А толстая Луиза мне: «Нет, — говорит, — в последний раз две недели назад заглянула и с тех пор не показывалась, у меня для ее кисок уж пять мешков сухарей скопилось, девать некуда». «И что ж нам делать?» — спрашиваю. «Надо бы к ней наведаться — мало ли что», — отвечает. Ну мы и наведались. Стучали, стучали — тишина. Обошли сад. Глядь-поглядь, а там ни одной кошки, вот тут-то мы еще пуще забеспокоились. Потом смотрим — мать честная, дверь кухонная нараспашку стоит, внутри все дождем залило, и такой бардак, такой бардак! Ну, мы дом обшарили, конечно, — надо ж было проверить. А в доме — никого, словно хозяйка съехала в такой спешке, что с собой ничего взять не успела. Мы уж решили, что дочь ее к себе увезла наконец, вышли из дома, и вижу я вдруг: кот облезлый на краю колодца сидит. «Это ж Господин Дюверзьё», — говорю я толстой Луизе. А он сидит и смотрит на нас эдак чудно, будто подойти поближе приглашает. Мы подошли — что за чудеса! — крышка колодца гвоздями прибита. Это где ж такое видано, чтобы крышки колодцев гвоздями прибивали? А воду как брать, скажите на милость? «Луиза, — говорю я Луизе, — надо твоего хлебопека Фернана звать, что-то тут нечисто». А уж когда мы Фернана привели и он гвозди клещами повыдрал да крышку поднял — матерь божия, я чуть не сомлела. Бедняжка-то завонялась уже — таким смрадом из колодца в нос шибануло!

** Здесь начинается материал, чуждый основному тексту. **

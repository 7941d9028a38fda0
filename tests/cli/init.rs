use anyhow::{Context, Result};
use insta_cmd::assert_cmd_snapshot;
use pretty_assertions::assert_eq;
use serde_json::Value;

use crate::CliTest;

#[test]
fn test_init_creates_config() -> Result<()> {
    let test = CliTest::new()?;

    let mut cmd = test.command();
    cmd.arg("init");

    assert_cmd_snapshot!(cmd, @r"
    success: true
    exit_code: 0
    ----- stdout -----
    ✓ Created .poglotrc.json

    ----- stderr -----
    ");

    let content = test.read_file(".poglotrc.json")?;
    let parsed: Value = serde_json::from_str(&content).context("Config should be valid JSON")?;
    assert_eq!(parsed["translationsRoot"], "./translations");
    assert_eq!(parsed["defaultDomain"], "messages");
    assert!(parsed.get("language").is_none());

    Ok(())
}

#[test]
fn test_init_fails_if_exists() -> Result<()> {
    let test = CliTest::with_file(".poglotrc.json", "{}")?;

    let mut cmd = test.command();
    cmd.arg("init");

    assert_cmd_snapshot!(cmd, @r"
    success: false
    exit_code: 1
    ----- stdout -----

    ----- stderr -----
    error: .poglotrc.json already exists
    ");
    assert_eq!(test.read_file(".poglotrc.json")?, "{}");

    Ok(())
}

#[test]
fn test_init_config_is_immediately_usable() -> Result<()> {
    let test = CliTest::new()?;
    test.command().arg("init").output()?;
    test.create_dir("translations/de")?;

    assert_cmd_snapshot!(test.languages_command(), @r"
    success: true
    exit_code: 0
    ----- stdout -----
    de

    ----- stderr -----
    ");

    Ok(())
}
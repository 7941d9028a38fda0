//! Shared output formatting for CLI commands.

use colored::Colorize;

/// Success mark for consistent output formatting.
const SUCCESS_MARK: &str = "\u{2713}"; // ✓

/// Print a completed action to stdout, prefixed with the success mark.
pub fn print_success(message: &str) {
    println!("{} {}", SUCCESS_MARK.green(), message.green());
}

/// Print a diagnostic to stderr in the `error: ...` style.
pub fn print_error_message(message: &str) {
    eprintln!("{} {}", "error:".bold().red(), message);
}

/// Print a top-level error, including its context chain.
pub fn print_error(err: &anyhow::Error) {
    print_error_message(&format!("{err:#}"));
}
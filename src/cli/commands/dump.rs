use std::collections::BTreeMap;

use anyhow::{Context, Result};

use super::super::args::DumpCommand;
use super::super::context::CliContext;
use super::super::exit_status::ExitStatus;

/// Print a domain catalog as pretty JSON, keys sorted.
pub fn dump(cmd: DumpCommand) -> Result<ExitStatus> {
    let mut ctx = CliContext::with_language(&cmd.common)?;

    let domain = match &cmd.domain {
        Some(domain) => domain.clone(),
        None => ctx
            .registry
            .default_domain()
            .context("Registry is not initialised")?
            .to_string(),
    };

    if ctx.registry.catalog(&domain).is_none() {
        ctx.registry.load_domain(&domain)?;
    }
    let catalog = ctx
        .registry
        .catalog(&domain)
        .with_context(|| format!("Domain {} was not loaded", domain))?;

    let entries: BTreeMap<&str, &str> = catalog.iter().collect();
    let json = serde_json::to_string_pretty(&entries).context("Failed to serialize catalog")?;
    println!("{}", json);

    Ok(ExitStatus::Success)
}
pub mod dump;
pub mod init;
pub mod languages;
pub mod translate;
use std::{env, path::PathBuf};

use anyhow::{Context, Result, bail};

use super::args::CommonArgs;
use crate::config::{CONFIG_FILE_NAME, load_config};
use crate::registry::Registry;

/// Registry set up from the config file and command-line overrides.
pub struct CliContext {
    pub registry: Registry,
    pub root: PathBuf,
    pub language: Option<String>,
}

impl CliContext {
    /// Initialise a registry for the current directory.
    ///
    /// Flags win over `.poglotrc.json`, which wins over defaults. A language
    /// is selected if one is known.
    pub fn new(args: &CommonArgs) -> Result<Self> {
        let cwd = env::current_dir().context("Failed to read current directory")?;
        let config_result = load_config(&cwd)?;

        if args.verbose && !config_result.from_file {
            eprintln!("Note: No {} found, using default configuration", CONFIG_FILE_NAME);
        }

        let config = config_result.config;
        let root = match &args.root {
            Some(root) => cwd.join(root),
            None => config.resolve_root(&config_result.base_dir),
        };
        let default_domain = args
            .default_domain
            .clone()
            .unwrap_or(config.default_domain);
        let language = args.language.clone().or(config.language);

        let mut registry = Registry::new();
        registry
            .init_with_domain(&root, default_domain)
            .with_context(|| format!("Cannot use translations root '{}'", root.display()))?;

        if let Some(language) = &language {
            registry.select_language(language)?;
        }

        Ok(Self {
            registry,
            root,
            language,
        })
    }

    /// Like [`CliContext::new`], but fails if no language was given by flag,
    /// environment or config file.
    pub fn with_language(args: &CommonArgs) -> Result<Self> {
        let ctx = Self::new(args)?;
        if ctx.language.is_none() {
            bail!(
                "No language selected.\n\
                 Hint: Pass --language or set 'language' in {}.",
                CONFIG_FILE_NAME
            );
        }
        Ok(ctx)
    }
}
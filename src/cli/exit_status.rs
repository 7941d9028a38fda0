use std::process::ExitCode;

/// Exit status of a poglot invocation.
///
/// - `Success` (0): Command completed
/// - `Failure` (1): Command refused to act (e.g. config file already exists)
/// - `Error` (2): Command failed (bad root, unknown language or domain, broken catalog)
#[derive(Copy, Clone, Debug, PartialEq, Eq)]
pub enum ExitStatus {
    Success,
    Failure,
    Error,
}

impl From<ExitStatus> for ExitCode {
    fn from(status: ExitStatus) -> Self {
        match status {
            ExitStatus::Success => ExitCode::from(0),
            ExitStatus::Failure => ExitCode::from(1),
            ExitStatus::Error => ExitCode::from(2),
        }
    }
}
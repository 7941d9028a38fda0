//! Catalog type for parsed translation files.
//!
//! A [`Catalog`] is what one `.po` file for one language turns into: a flat
//! mapping from message identifier to translated string.

use std::collections::{HashMap, hash_map};

/// Identifier of the entry that carries file metadata (headers).
pub const METADATA_KEY: &str = "";

/// All translations of a single domain in a single language.
#[derive(Debug, Clone, Default, PartialEq, Eq)]
pub struct Catalog {
    entries: HashMap<String, String>,
}

impl Catalog {
    /// Create an empty catalog.
    pub fn new() -> Self {
        Self::default()
    }

    /// Get the translation for a message identifier.
    pub fn get(&self, message_id: &str) -> Option<&str> {
        self.entries.get(message_id).map(String::as_str)
    }

    /// Check if an identifier exists.
    pub fn contains_key(&self, message_id: &str) -> bool {
        self.entries.contains_key(message_id)
    }

    /// The metadata blob stored under the empty identifier, if any.
    ///
    /// The content is opaque; no header parsing is done.
    pub fn metadata(&self) -> Option<&str> {
        self.get(METADATA_KEY)
    }

    /// Iterate over `(identifier, translation)` pairs in no particular order.
    pub fn iter(&self) -> impl Iterator<Item = (&str, &str)> {
        self.entries.iter().map(|(k, v)| (k.as_str(), v.as_str()))
    }

    /// Get the number of entries, the metadata entry included.
    pub fn len(&self) -> usize {
        self.entries.len()
    }

    /// Check if empty.
    pub fn is_empty(&self) -> bool {
        self.entries.is_empty()
    }

    pub(crate) fn insert(&mut self, message_id: String, translation: String) {
        self.entries.insert(message_id, translation);
    }

    pub(crate) fn insert_if_absent(&mut self, message_id: String, translation: String) {
        if let hash_map::Entry::Vacant(slot) = self.entries.entry(message_id) {
            slot.insert(translation);
        }
    }
}

impl<K: Into<String>, V: Into<String>> FromIterator<(K, V)> for Catalog {
    fn from_iter<I: IntoIterator<Item = (K, V)>>(iter: I) -> Self {
        Self {
            entries: iter
                .into_iter()
                .map(|(k, v)| (k.into(), v.into()))
                .collect(),
        }
    }
}

impl IntoIterator for Catalog {
    type Item = (String, String);
    type IntoIter = hash_map::IntoIter<String, String>;

    fn into_iter(self) -> Self::IntoIter {
        self.entries.into_iter()
    }
}
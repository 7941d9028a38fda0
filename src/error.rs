//! Error types shared by the catalog parser and the registry.
//!
//! Callers are expected to match on the variant: a [`Error::State`] means the
//! registry was used before `init`, [`Error::Config`] means an argument named
//! something that does not exist, and [`Error::Format`]/[`Error::Escape`] mean
//! a catalog file is broken.

use std::{io, path::PathBuf};

use thiserror::Error;

pub type Result<T, E = Error> = std::result::Result<T, E>;

#[derive(Debug, Error)]
pub enum Error {
    /// An operation that needs an initialized registry was called before `init`.
    #[error("registry must be initialised with `init` before use")]
    State,

    /// A root, language or domain argument does not point at anything usable.
    #[error("{0}")]
    Config(String),

    /// A catalog line that is neither `msgid`, `msgstr`, a continuation nor blank.
    #[error("unexpected line {line}: '{content}'")]
    Format { line: usize, content: String },

    /// A backslash followed by anything other than `n`, `r` or `"`.
    #[error("unknown escape char '{ch}' on line {line}")]
    Escape { line: usize, ch: char },

    #[error("failed to read catalog {path:?}")]
    Io {
        path: PathBuf,
        #[source]
        source: io::Error,
    },
}

impl Error {
    pub(crate) fn config(message: impl Into<String>) -> Self {
        Self::Config(message.into())
    }

    pub(crate) fn io(path: impl Into<PathBuf>, source: io::Error) -> Self {
        Self::Io {
            path: path.into(),
            source,
        }
    }
}
use anyhow::Result;

use super::super::args::LanguagesCommand;
use super::super::context::CliContext;
use super::super::exit_status::ExitStatus;

/// Print available languages, sorted, one per line.
pub fn languages(cmd: LanguagesCommand) -> Result<ExitStatus> {
    let ctx = CliContext::new(&cmd.common)?;

    let mut languages = ctx.registry.languages()?;
    languages.sort();

    if cmd.common.verbose {
        eprintln!(
            "Found {} language(s) in {}",
            languages.len(),
            ctx.root.display()
        );
    }

    for language in languages {
        println!("{}", language);
    }

    Ok(ExitStatus::Success)
}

А Фернан как увидел кучу тряпья внизу, в водице, смело так говорит: «Полезу-ка я поближе гляну» Привязал веревку к колодезному вороту и спустился, а когда вылез, белый был как простыня и бормотал всё: «Мертвая она, легавых зовите, мертвая совсем». Вот так сперва жандармы сбежались, потом сам комиссар с судебным доктором прибыть изволили — целая делегация! Доктор сказал, что мадам Арбуа задушили, а уж потом в колодец сбросили, и полицейские начали расспрашивать всех соседей. В конце концов постановили, что это бродяга какой-нито ее убил. Хотя странно — из пожитков вроде ничего не украдено… Ох, как подумаю об этом, сердце в пятки уходит: вот так сидишь дома, а к тебе в гости — убийца, здрасьте-пожалуйста. Он же и к нам прийти может, известное дело — убийца всегда возвращается на место преступления, а мы тут все бок о бок живем…

вернуться

18

Империал — верхний, открытый этаж в омнибусе. (Примеч. пер.)